Could you please count how many lines in the data below hold the string "ServiceList"? Reply with only the number.

Start of DATASET RECORDS

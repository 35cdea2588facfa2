//! This build script copies the `memory.x` file from the crate root into a directory where
//! the linker can always find it at build time, and records the build time as the initial
//! wall clock.

use std::{env, fs::File, io::Write, path::PathBuf};

fn main() {
    // Put memory layout in the output directory and ensure it's on the linker search path.
    let out = &PathBuf::from(env::var_os("OUT_DIR").unwrap());
    File::create(out.join("memory.x"))
        .unwrap()
        .write_all(include_bytes!("memory.x"))
        .unwrap();
    println!("cargo:rustc-link-search={}", out.display());

    // Create rs file with current UTC time, used until a phone sets the clock
    File::create(out.join("utc.rs"))
        .unwrap()
        .write_fmt(format_args!(
            "const UTC_EPOCH: i64 = {:?};",
            chrono::Utc::now().timestamp()
        ))
        .unwrap();
}
//! Time keeping module for PineTime
//!
//! There is no battery backed RTC: wall time is a reference point plus the
//! uptime elapsed since it was taken.

use chrono::{DateTime, NaiveDate, NaiveDateTime, TimeDelta};
use embassy_time::Instant;

/// Current Time Service payload length
pub const CTS_LEN: usize = 10;

pub struct TimeReference {
    /// Local clock time
    time: NaiveDateTime,
    /// Related system time
    instant: Instant,
}

impl TimeReference {
    /// Reference from seconds since the epoch, shifted into local time
    pub fn from_epoch(epoch: i64, utc_offset: i32) -> Option<Self> {
        let time = DateTime::from_timestamp(epoch + utc_offset as i64, 0)?.naive_utc();
        Some(Self {
            time,
            instant: Instant::now(),
        })
    }

    /// Reference from Current Time Service data
    ///
    /// Returns `None` for dates or times out of range.
    pub fn from_cts_bytes(bytes: &[u8; CTS_LEN]) -> Option<Self> {
        let year = u16::from_le_bytes([bytes[0], bytes[1]]) as i32;
        let month = bytes[2] as u32;
        let day = bytes[3] as u32;
        let hour = bytes[4] as u32;
        let min = bytes[5] as u32;
        let sec = bytes[6] as u32;
        // bytes[7] is the day of week, bytes[9] the adjust reason
        let milli = bytes[8] as u32 * 1000 / 256; // Convert fractions_256 to milliseconds

        let time = NaiveDate::from_ymd_opt(year, month, day)?
            .and_hms_milli_opt(hour, min, sec, milli)?;

        Some(Self {
            time,
            instant: Instant::now(),
        })
    }
}

pub struct TimeManager {
    reference: TimeReference,
}

impl TimeManager {
    pub fn new(reference: TimeReference) -> Self {
        Self { reference }
    }

    /// Get current local time
    pub fn now(&self) -> NaiveDateTime {
        let elapsed = Instant::now().duration_since(self.reference.instant);
        let elapsed = TimeDelta::microseconds(elapsed.as_micros() as i64);
        self.reference
            .time
            .checked_add_signed(elapsed)
            .unwrap_or(self.reference.time)
    }

    /// Update time reference
    pub fn set_time(&mut self, reference: TimeReference) {
        self.reference = reference;
    }
}
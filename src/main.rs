#![no_std]
#![no_main]

mod peripherals;
mod system;

// Panic handler and debugging
use defmt::unwrap;

use defmt_rtt as _;
use panic_probe as _;

// Device
use embassy_executor::Spawner;
use embassy_futures::select::{select, Either};
use embassy_nrf::{
    bind_interrupts,
    gpio::{Input, Level, Output, OutputDrive, Pull},
    interrupt::{self, InterruptExt, Priority},
    peripherals::SPI2,
    spim,
};
use embassy_sync::{blocking_mutex::raw::ThreadModeRawMutex, channel::Channel, signal::Signal};
use embassy_time::{Duration, Timer};
use nrf_softdevice::Softdevice;
use static_cell::StaticCell;

bind_interrupts!(struct Irqs {
    SPIM2_SPIS2_SPI2 => spim::InterruptHandler<SPI2>;
});

// Crate
use peripherals::{
    backlight::{Backlight, MAX_BRIGHTNESS},
    button::Button,
    display::Display,
};
use system::{
    bluetooth::{self, Event, InboxMessage, OutboxMessage, Server, OUTBOX_LEN},
    config,
    storage::SettingsStore,
    time::{TimeManager, TimeReference},
};
use watchface::{clock, Dictionary, HourFormat, Settings, Variant, WatchFace};

// Others
use chrono::{NaiveDateTime, Timelike};

// Include current UTC epoch at compile time
include!(concat!(env!("OUT_DIR"), "/utc.rs"));
const TIMEZONE: i32 = 1 * 3_600;

#[cfg(feature = "weather")]
const VARIANT: Variant = Variant::Weather;
#[cfg(all(feature = "pedometer", not(feature = "weather")))]
const VARIANT: Variant = Variant::Pedometer;
#[cfg(not(any(feature = "pedometer", feature = "weather")))]
const VARIANT: Variant = Variant::Walker;

const HOUR_FORMAT: HourFormat = HourFormat::H24;

/// Backlight level after boot
const BRIGHTNESS: u8 = 2;

// Communication channels
static INBOX: Channel<ThreadModeRawMutex, InboxMessage, 4> = Channel::new();
static INCREASE_BRIGHTNESS: Signal<ThreadModeRawMutex, bool> = Signal::new();
static PERSIST: Signal<ThreadModeRawMutex, Settings> = Signal::new();
static SET_TIME: Signal<ThreadModeRawMutex, TimeReference> = Signal::new();
static TIME: Signal<ThreadModeRawMutex, NaiveDateTime> = Signal::new();
static WEATHER_REQUEST: Signal<ThreadModeRawMutex, OutboxMessage> = Signal::new();

static SERVER: StaticCell<Server> = StaticCell::new();

#[embassy_executor::task]
async fn softdevice_task(sd: &'static Softdevice) -> ! {
    sd.run().await
}

/// Advertise, then serve the companion app until it disconnects
#[embassy_executor::task]
async fn ble_task(sd: &'static Softdevice, server: &'static Server) {
    loop {
        let conn = match bluetooth::advertise(sd).await {
            Ok(conn) => conn,
            Err(e) => {
                defmt::warn!("Advertising failed: {}", e);
                Timer::after(Duration::from_secs(1)).await;
                continue;
            }
        };
        defmt::info!("Companion connected");

        let gatt = bluetooth::serve(&conn, server, |event| match event {
            Event::Inbox(message) => {
                if INBOX.try_send(message).is_err() {
                    defmt::warn!("Inbox full, dropped message");
                }
            }
            Event::CurrentTime(bytes) => match TimeReference::from_cts_bytes(&bytes) {
                Some(reference) => SET_TIME.signal(reference),
                None => defmt::warn!("Ignored invalid time {}", bytes),
            },
        });

        let outbox = async {
            loop {
                let message = WEATHER_REQUEST.wait().await;
                match bluetooth::send(&conn, server, &message) {
                    Ok(()) => defmt::info!("Requested weather"),
                    Err(e) => defmt::warn!("Sending weather request failed: {}", e),
                }
            }
        };

        if let Either::First(_) = select(gatt, outbox).await {
            defmt::info!("Companion disconnected");
        }
    }
}

/// Signal the time at boot, on every full minute and whenever the phone
/// sets the clock
#[embassy_executor::task]
async fn clock_task(mut time: TimeManager) {
    loop {
        let now = time.now();
        TIME.signal(now);

        let next_minute = Timer::after(Duration::from_millis(clock::until_next_minute(&now)));
        if let Either::Second(reference) = select(next_minute, SET_TIME.wait()).await {
            defmt::info!("Clock set by companion");
            time.set_time(reference);
        }
    }
}

/// Owns the watchface: applies ticks and inbox messages, then redraws
#[embassy_executor::task]
async fn face_task(mut display: Display<'static, SPI2>, mut settings: Settings) {
    let mut face = WatchFace::new(VARIANT, HOUR_FORMAT);
    face.load();
    defmt::info!("Watchface loaded: {}", face.variant());

    loop {
        match select(TIME.wait(), INBOX.receive()).await {
            Either::First(time) => {
                defmt::debug!("Tick {}:{}", time.hour(), time.minute());
                let update = face.tick(&time);

                if update.request_weather {
                    let mut buf = [0u8; OUTBOX_LEN];
                    match face.weather_request(&mut buf) {
                        Ok(len) => {
                            if let Ok(message) = OutboxMessage::from_slice(&buf[..len]) {
                                WEATHER_REQUEST.signal(message);
                            } else {
                                defmt::warn!("Weather request does not fit the outbox");
                            }
                        }
                        Err(e) => defmt::warn!("Encoding weather request failed: {}", e),
                    }
                }
            }
            Either::Second(message) => {
                let dict = match Dictionary::parse(&message) {
                    Ok(dict) => dict,
                    Err(e) => {
                        defmt::warn!("Dropped inbound message: {}", e);
                        continue;
                    }
                };

                match face.receive(&dict, &mut settings) {
                    Ok(update) => {
                        defmt::info!("Inbox message applied: {}", update);
                        if update.persisted {
                            PERSIST.signal(settings.clone());
                        }
                    }
                    Err(e) => defmt::warn!("Storing selection failed: {}", e),
                }
            }
        }

        if let Err(e) = display.render(&mut face, &settings) {
            defmt::warn!("Drawing watchface failed: {}", e);
            face.invalidate();
        }
    }
}

/// Write settings to flash whenever they change
#[embassy_executor::task]
async fn storage_task(mut store: SettingsStore) {
    loop {
        let settings = PERSIST.wait().await;
        if let Err(e) = store.save(&settings).await {
            defmt::warn!("Saving settings failed: {}", e);
        }
    }
}

/// Polls the button state every 10ms
#[embassy_executor::task]
async fn poll_button(mut button: Button<'static>) {
    loop {
        if button.pressed().await {
            INCREASE_BRIGHTNESS.signal(true);
        }

        // Re-schedule the timer interrupt in 10ms
        Timer::after(Duration::from_millis(10)).await;
    }
}

/// Update backlight brightness
#[embassy_executor::task]
async fn update_brightness(mut backlight: Backlight<'static>) {
    loop {
        if INCREASE_BRIGHTNESS.wait().await {
            if backlight.get_brightness() < MAX_BRIGHTNESS {
                if let Err(e) = backlight.brighter() {
                    defmt::warn!("Backlight: {}", e);
                }
            } else {
                backlight.off();
            }
        }
    }
}

#[embassy_executor::main]
async fn main(spawner: Spawner) {
    let p = embassy_nrf::init(config::peripherals());
    defmt::info!("Initializing");

    // Initialize Backlight
    let backlight = unwrap!(Backlight::init(
        Output::new(p.P0_14, Level::High, OutputDrive::Standard),
        Output::new(p.P0_22, Level::High, OutputDrive::Standard),
        Output::new(p.P0_23, Level::High, OutputDrive::Standard),
        BRIGHTNESS,
    ));

    // Initialize Button
    let button = Button::init(
        Input::new(p.P0_13, Pull::None),
        Output::new(p.P0_15, Level::Low, OutputDrive::Standard),
    );

    // Initialize SPI
    let mut spim_config = spim::Config::default();
    // Use SPI at 8MHz (the fastest clock available on the nRF52832),
    // otherwise refreshing will be super slow.
    spim_config.frequency = spim::Frequency::M8;
    // SPI must be used in mode 3. Mode 0 (the default) won't work.
    spim_config.mode = spim::MODE_3;

    // Priorities 0, 1 and 4 belong to the SoftDevice
    interrupt::SPIM2_SPIS2_SPI2.set_priority(Priority::P3);
    let spim = spim::Spim::new(p.SPI2, Irqs, p.P0_02, p.P0_04, p.P0_03, spim_config);

    // Initialize LCD
    let display = unwrap!(Display::init(
        spim,
        Output::new(p.P0_25, Level::Low, OutputDrive::Standard),
        Output::new(p.P0_18, Level::Low, OutputDrive::Standard),
        Output::new(p.P0_26, Level::Low, OutputDrive::Standard),
    ));

    // Initialize Bluetooth
    let sd = Softdevice::enable(&config::softdevice());
    let server = SERVER.init(unwrap!(Server::new(sd)));
    unwrap!(spawner.spawn(softdevice_task(sd)));

    // Restore persisted settings
    let mut store = SettingsStore::new(nrf_softdevice::Flash::take(sd));
    let settings = store.load().await;

    // Start the clock from the build time until a phone sets it
    let reference = unwrap!(TimeReference::from_epoch(UTC_EPOCH, TIMEZONE));

    defmt::info!("Initialization finished");

    // Schedule tasks
    unwrap!(spawner.spawn(ble_task(sd, server)));
    unwrap!(spawner.spawn(clock_task(TimeManager::new(reference))));
    unwrap!(spawner.spawn(face_task(display, settings)));
    unwrap!(spawner.spawn(storage_task(store)));
    unwrap!(spawner.spawn(poll_button(button)));
    unwrap!(spawner.spawn(update_brightness(backlight)));
}
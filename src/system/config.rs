//! General system configuration

use core::mem;

use embassy_nrf::{
    config::{Config, Debug, HfclkSource, LfclkSource},
    interrupt::Priority,
};
use nrf_softdevice::raw;

/// Name shown to phones scanning for the watch
pub const DEVICE_NAME: &[u8] = b"PineWalker";

/// Peripheral configuration compatible with the SoftDevice
pub fn peripherals() -> Config {
    // Generate default config, required because Config is set as
    // `non_exhaustive`
    let mut config = Config::default();

    // Set high-frequency and low-frequency clock sources to external
    config.hfclk_source = HfclkSource::ExternalXtal;
    config.lfclk_source = LfclkSource::ExternalXtal;

    // Enable DC/DC regulator to massively reduce runtime current consumption
    config.dcdc.reg1 = true;

    // Configure interrupt priorities to exclude 0 (default), 1, and 4,
    // which are reserved for the nrf SoftDevice
    config.gpiote_interrupt_priority = Priority::P2;
    config.time_interrupt_priority = Priority::P2;

    // Allow debugging
    config.debug = Debug::Allowed;

    config
}

/// SoftDevice configuration: one peripheral connection, low-frequency
/// clock from the 32.768 kHz crystal
pub fn softdevice() -> nrf_softdevice::Config {
    nrf_softdevice::Config {
        clock: Some(raw::nrf_clock_lf_cfg_t {
            source: raw::NRF_CLOCK_LF_SRC_XTAL as u8,
            rc_ctiv: 0,
            rc_temp_ctiv: 0,
            accuracy: raw::NRF_CLOCK_LF_ACCURACY_20_PPM as u8,
        }),
        conn_gap: Some(raw::ble_gap_conn_cfg_t {
            conn_count: 1,
            event_length: 24,
        }),
        conn_gatt: Some(raw::ble_gatt_conn_cfg_t { att_mtu: 128 }),
        gatts_attr_tab_size: Some(raw::ble_gatts_cfg_attr_tab_size_t {
            attr_tab_size: raw::BLE_GATTS_ATTR_TAB_SIZE_DEFAULT,
        }),
        gap_device_name: Some(raw::ble_gap_cfg_device_name_t {
            p_value: DEVICE_NAME.as_ptr() as _,
            current_len: DEVICE_NAME.len() as u16,
            max_len: DEVICE_NAME.len() as u16,
            write_perm: unsafe { mem::zeroed() },
            _bitfield_1: raw::ble_gap_cfg_device_name_t::new_bitfield_1(
                raw::BLE_GATTS_VLOC_STACK as u8,
            ),
        }),
        ..Default::default()
    }
}
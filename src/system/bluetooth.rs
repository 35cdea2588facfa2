//! Bluetooth module
//!
//! The companion app talks to the watch through two GATT services: the
//! message service carries inbox and outbox dictionaries, the Current Time
//! Service sets the clock.

use heapless::Vec;
use nrf_softdevice::ble::{
    advertisement_builder::{
        Flag, LegacyAdvertisementBuilder, LegacyAdvertisementPayload, ServiceList,
    },
    gatt_server, peripheral, Connection,
};
use nrf_softdevice::Softdevice;

use super::time::CTS_LEN;

/// Largest inbox dictionary in a single write
pub const INBOX_LEN: usize = 64;
/// Largest outbox dictionary
pub const OUTBOX_LEN: usize = 16;

pub type InboxMessage = Vec<u8, INBOX_LEN>;
pub type OutboxMessage = Vec<u8, OUTBOX_LEN>;

/// Message service UUID, 8e3a0001-5c4f-4d3e-9a8b-2f1e0d7c6b5a, in advertising
/// (little endian) order
const MESSAGE_SERVICE_UUID: [u8; 16] = [
    0x5a, 0x6b, 0x7c, 0x0d, 0x1e, 0x2f, 0x8b, 0x9a, 0x3e, 0x4d, 0x4f, 0x5c, 0x01, 0x00, 0x3a, 0x8e,
];

pub static ADV_DATA: LegacyAdvertisementPayload = LegacyAdvertisementBuilder::new()
    .flags(&[Flag::GeneralDiscovery, Flag::LE_Only])
    .full_name("PineWalker")
    .build();

pub static SCAN_DATA: LegacyAdvertisementPayload = LegacyAdvertisementBuilder::new()
    .services_128(ServiceList::Complete, &[MESSAGE_SERVICE_UUID])
    .build();

#[nrf_softdevice::gatt_server]
pub struct Server {
    pub message: MessageService,
    pub cts: CurrentTimeService,
}

#[nrf_softdevice::gatt_service(uuid = "8e3a0001-5c4f-4d3e-9a8b-2f1e0d7c6b5a")]
pub struct MessageService {
    /// Dictionaries written by the phone
    #[characteristic(uuid = "8e3a0002-5c4f-4d3e-9a8b-2f1e0d7c6b5a", write)]
    pub inbox: Vec<u8, 64>,
    /// Dictionaries sent to the phone
    #[characteristic(uuid = "8e3a0003-5c4f-4d3e-9a8b-2f1e0d7c6b5a", read, notify)]
    pub outbox: Vec<u8, 16>,
}

#[nrf_softdevice::gatt_service(uuid = "1805")]
pub struct CurrentTimeService {
    #[characteristic(uuid = "2a2b", read, write)]
    pub current_time: [u8; CTS_LEN],
}

/// Events the connection hands to the rest of the firmware
pub enum Event {
    Inbox(InboxMessage),
    CurrentTime([u8; CTS_LEN]),
}

/// Advertise until a phone connects
pub async fn advertise(sd: &Softdevice) -> Result<Connection, peripheral::AdvertiseError> {
    let adv = peripheral::ConnectableAdvertisement::ScannableUndirected {
        adv_data: &ADV_DATA,
        scan_data: &SCAN_DATA,
    };
    let config = peripheral::Config::default();
    peripheral::advertise_connectable(sd, adv, &config).await
}

/// Serve GATT requests on `conn` until it is dropped
pub async fn serve<F>(
    conn: &Connection,
    server: &Server,
    mut on_event: F,
) -> gatt_server::DisconnectedError
where
    F: FnMut(Event),
{
    gatt_server::run(conn, server, |e| match e {
        ServerEvent::Message(MessageServiceEvent::InboxWrite(bytes)) => {
            on_event(Event::Inbox(bytes));
        }
        ServerEvent::Message(MessageServiceEvent::OutboxCccdWrite { notifications }) => {
            defmt::info!("Outbox notifications: {}", notifications);
        }
        ServerEvent::Cts(CurrentTimeServiceEvent::CurrentTimeWrite(bytes)) => {
            on_event(Event::CurrentTime(bytes));
        }
    })
    .await
}

/// Notify the phone with an outbox dictionary
pub fn send(
    conn: &Connection,
    server: &Server,
    message: &OutboxMessage,
) -> Result<(), gatt_server::NotifyValueError> {
    server.message.outbox_notify(conn, message)
}
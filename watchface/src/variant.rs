//! Watchface variants and the inbox keys each of them reads

/// Inbox key holding the character selection, shared by all variants
pub const KEY_CHARACTER: u32 = 0;

/// Inbox key of the outbound weather request
pub const KEY_REQUEST: u32 = 0;

#[derive(Debug, Clone, Copy, PartialEq, Eq)]
#[cfg_attr(feature = "defmt", derive(defmt::Format))]
pub enum Variant {
    /// Character and a step counter
    Pedometer,
    /// Character, route art and a step counter
    Walker,
    /// Character and the current weather
    Weather,
}

/// Inbox keys understood by a variant
#[derive(Debug, Clone, Copy, PartialEq, Eq)]
pub struct Keys {
    pub character: u32,
    pub route: Option<u32>,
    pub steps: Option<u32>,
    pub temperature: Option<u32>,
    pub conditions: Option<u32>,
}

impl Variant {
    /// Select a variant by index, falling back to [`Variant::Pedometer`].
    pub fn from_index(index: u8) -> Self {
        match index {
            1 => Self::Walker,
            2 => Self::Weather,
            _ => Self::Pedometer,
        }
    }

    pub fn keys(&self) -> Keys {
        let none = Keys {
            character: KEY_CHARACTER,
            route: None,
            steps: None,
            temperature: None,
            conditions: None,
        };

        match self {
            Self::Pedometer => Keys {
                steps: Some(1),
                ..none
            },
            Self::Walker => Keys {
                route: Some(1),
                steps: Some(2),
                ..none
            },
            Self::Weather => Keys {
                temperature: Some(1),
                conditions: Some(2),
                ..none
            },
        }
    }

    /// Whether the route layer is part of this face
    pub fn has_route(&self) -> bool {
        self.keys().route.is_some()
    }

    /// Whether this face asks the companion for weather every 30 minutes
    pub fn requests_weather(&self) -> bool {
        matches!(self, Self::Weather)
    }

    /// Text shown in the secondary layer before the first message arrives
    pub fn placeholder(&self) -> &'static str {
        match self {
            Self::Weather => "Loading...",
            _ => "0",
        }
    }
}

#[cfg(test)]
mod tests {
    use super::*;

    #[test]
    fn keys_do_not_collide() {
        for variant in [Variant::Pedometer, Variant::Walker, Variant::Weather] {
            let keys = variant.keys();
            let used = [
                Some(keys.character),
                keys.route,
                keys.steps,
                keys.temperature,
                keys.conditions,
            ];
            let used: Vec<u32> = used.into_iter().flatten().collect();
            for (i, key) in used.iter().enumerate() {
                assert!(!used[i + 1..].contains(key), "{:?} reuses key {}", variant, key);
            }
        }
    }

    #[test]
    fn only_walker_has_route() {
        assert!(!Variant::Pedometer.has_route());
        assert!(Variant::Walker.has_route());
        assert!(!Variant::Weather.has_route());
    }

    #[test]
    fn unknown_index_falls_back() {
        assert_eq!(Variant::from_index(2), Variant::Weather);
        assert_eq!(Variant::from_index(42), Variant::Pedometer);
    }
}
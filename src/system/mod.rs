pub(crate) mod bluetooth;
pub(crate) mod config;
pub(crate) mod storage;
pub(crate) mod time;
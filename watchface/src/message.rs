//! Key/value dictionaries exchanged with the companion app
//!
//! A dictionary is a tuple count followed by that many tuples, all little
//! endian:
//!
//! ```text
//! count: u8
//! key: u32 | type: u8 | length: u16 | value: [u8; length]   (x count)
//! ```
//!
//! Types are 0 (byte array), 1 (NUL terminated string), 2 (unsigned int)
//! and 3 (signed int). Integers take 1, 2 or 4 bytes.

use heapless::Vec;

/// Most tuples a single message may carry
pub const MAX_TUPLES: usize = 8;

const HEADER_LEN: usize = 7;

const TYPE_BYTES: u8 = 0;
const TYPE_CSTRING: u8 = 1;
const TYPE_UINT: u8 = 2;
const TYPE_INT: u8 = 3;

#[derive(Debug, Clone, Copy, PartialEq, Eq)]
#[cfg_attr(feature = "defmt", derive(defmt::Format))]
pub enum Error {
    /// No tuple count
    Empty,
    /// A tuple runs past the end of the buffer
    Truncated,
    UnknownType(u8),
    /// Integer of unsupported width, or string without terminator
    BadLength,
    TooManyTuples,
    /// Bytes left over after the last tuple
    TrailingBytes,
    /// Output buffer too small
    BufferFull,
}

#[derive(Debug, Clone, Copy, PartialEq, Eq)]
pub enum Value<'a> {
    Bytes(&'a [u8]),
    /// String bytes, terminator included
    CString(&'a [u8]),
    Uint(u32),
    Int(i32),
}

#[derive(Debug, Clone, Copy, PartialEq, Eq)]
pub struct Tuple<'a> {
    pub key: u32,
    pub value: Value<'a>,
}

impl<'a> Tuple<'a> {
    /// Integer value of the tuple, if it holds one that fits an `i32`
    pub fn as_int(&self) -> Option<i32> {
        match self.value {
            Value::Int(value) => Some(value),
            Value::Uint(value) => i32::try_from(value).ok(),
            _ => None,
        }
    }

    /// Text value of the tuple, if it holds valid UTF-8
    pub fn as_str(&self) -> Option<&'a str> {
        let bytes = match self.value {
            Value::CString(bytes) => bytes.strip_suffix(&[0]).unwrap_or(bytes),
            Value::Bytes(bytes) => bytes,
            _ => return None,
        };
        core::str::from_utf8(bytes).ok()
    }
}

/// A parsed, validated dictionary borrowing from the receive buffer
#[derive(Debug, Clone, PartialEq, Eq)]
pub struct Dictionary<'a> {
    tuples: Vec<Tuple<'a>, MAX_TUPLES>,
}

impl<'a> Dictionary<'a> {
    pub fn parse(buf: &'a [u8]) -> Result<Self, Error> {
        let (&count, mut rest) = buf.split_first().ok_or(Error::Empty)?;
        let mut tuples = Vec::new();

        for _ in 0..count {
            if rest.len() < HEADER_LEN {
                return Err(Error::Truncated);
            }
            let key = u32::from_le_bytes([rest[0], rest[1], rest[2], rest[3]]);
            let kind = rest[4];
            let len = u16::from_le_bytes([rest[5], rest[6]]) as usize;
            rest = &rest[HEADER_LEN..];

            if rest.len() < len {
                return Err(Error::Truncated);
            }
            let (raw, tail) = rest.split_at(len);
            rest = tail;

            let value = decode_value(kind, raw)?;
            tuples
                .push(Tuple { key, value })
                .map_err(|_| Error::TooManyTuples)?;
        }
        if !rest.is_empty() {
            return Err(Error::TrailingBytes);
        }

        Ok(Self { tuples })
    }

    /// First tuple with the given key
    pub fn find(&self, key: u32) -> Option<&Tuple<'a>> {
        self.tuples.iter().find(|tuple| tuple.key == key)
    }

    pub fn iter(&self) -> impl Iterator<Item = &Tuple<'a>> {
        self.tuples.iter()
    }

    pub fn len(&self) -> usize {
        self.tuples.len()
    }

    pub fn is_empty(&self) -> bool {
        self.tuples.is_empty()
    }
}

fn decode_value(kind: u8, raw: &[u8]) -> Result<Value<'_>, Error> {
    match kind {
        TYPE_BYTES => Ok(Value::Bytes(raw)),
        TYPE_CSTRING => match raw.last() {
            Some(0) => Ok(Value::CString(raw)),
            _ => Err(Error::BadLength),
        },
        TYPE_UINT => match *raw {
            [b] => Ok(Value::Uint(b as u32)),
            [b0, b1] => Ok(Value::Uint(u16::from_le_bytes([b0, b1]) as u32)),
            [b0, b1, b2, b3] => Ok(Value::Uint(u32::from_le_bytes([b0, b1, b2, b3]))),
            _ => Err(Error::BadLength),
        },
        TYPE_INT => match *raw {
            [b] => Ok(Value::Int(b as i8 as i32)),
            [b0, b1] => Ok(Value::Int(i16::from_le_bytes([b0, b1]) as i32)),
            [b0, b1, b2, b3] => Ok(Value::Int(i32::from_le_bytes([b0, b1, b2, b3]))),
            _ => Err(Error::BadLength),
        },
        other => Err(Error::UnknownType(other)),
    }
}

/// Builds a dictionary into a caller provided buffer
pub struct DictionaryWriter<'b> {
    buf: &'b mut [u8],
    pos: usize,
    count: u8,
}

impl<'b> DictionaryWriter<'b> {
    pub fn new(buf: &'b mut [u8]) -> Result<Self, Error> {
        if buf.is_empty() {
            return Err(Error::BufferFull);
        }
        Ok(Self {
            buf,
            pos: 1,
            count: 0,
        })
    }

    pub fn write_int(&mut self, key: u32, value: i32) -> Result<(), Error> {
        self.write(key, TYPE_INT, &value.to_le_bytes())
    }

    pub fn write_uint(&mut self, key: u32, value: u32) -> Result<(), Error> {
        self.write(key, TYPE_UINT, &value.to_le_bytes())
    }

    pub fn write_cstr(&mut self, key: u32, value: &str) -> Result<(), Error> {
        let len = value.len() + 1;
        self.header(key, TYPE_CSTRING, len)?;
        self.buf[self.pos..self.pos + value.len()].copy_from_slice(value.as_bytes());
        self.buf[self.pos + value.len()] = 0;
        self.pos += len;
        self.count += 1;
        Ok(())
    }

    /// Write the tuple count and return the encoded length
    pub fn finish(self) -> usize {
        self.buf[0] = self.count;
        self.pos
    }

    fn write(&mut self, key: u32, kind: u8, value: &[u8]) -> Result<(), Error> {
        self.header(key, kind, value.len())?;
        self.buf[self.pos..self.pos + value.len()].copy_from_slice(value);
        self.pos += value.len();
        self.count += 1;
        Ok(())
    }

    /// Reserve room for a tuple and write its header
    fn header(&mut self, key: u32, kind: u8, len: usize) -> Result<(), Error> {
        if self.count as usize >= MAX_TUPLES {
            return Err(Error::TooManyTuples);
        }
        let len16 = u16::try_from(len).map_err(|_| Error::BufferFull)?;
        if self.buf.len() - self.pos < HEADER_LEN + len {
            return Err(Error::BufferFull);
        }

        let header = &mut self.buf[self.pos..self.pos + HEADER_LEN];
        header[..4].copy_from_slice(&key.to_le_bytes());
        header[4] = kind;
        header[5..].copy_from_slice(&len16.to_le_bytes());
        self.pos += HEADER_LEN;
        Ok(())
    }
}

End of DATASET RECORDS

* [RESPONSE BELOW] 2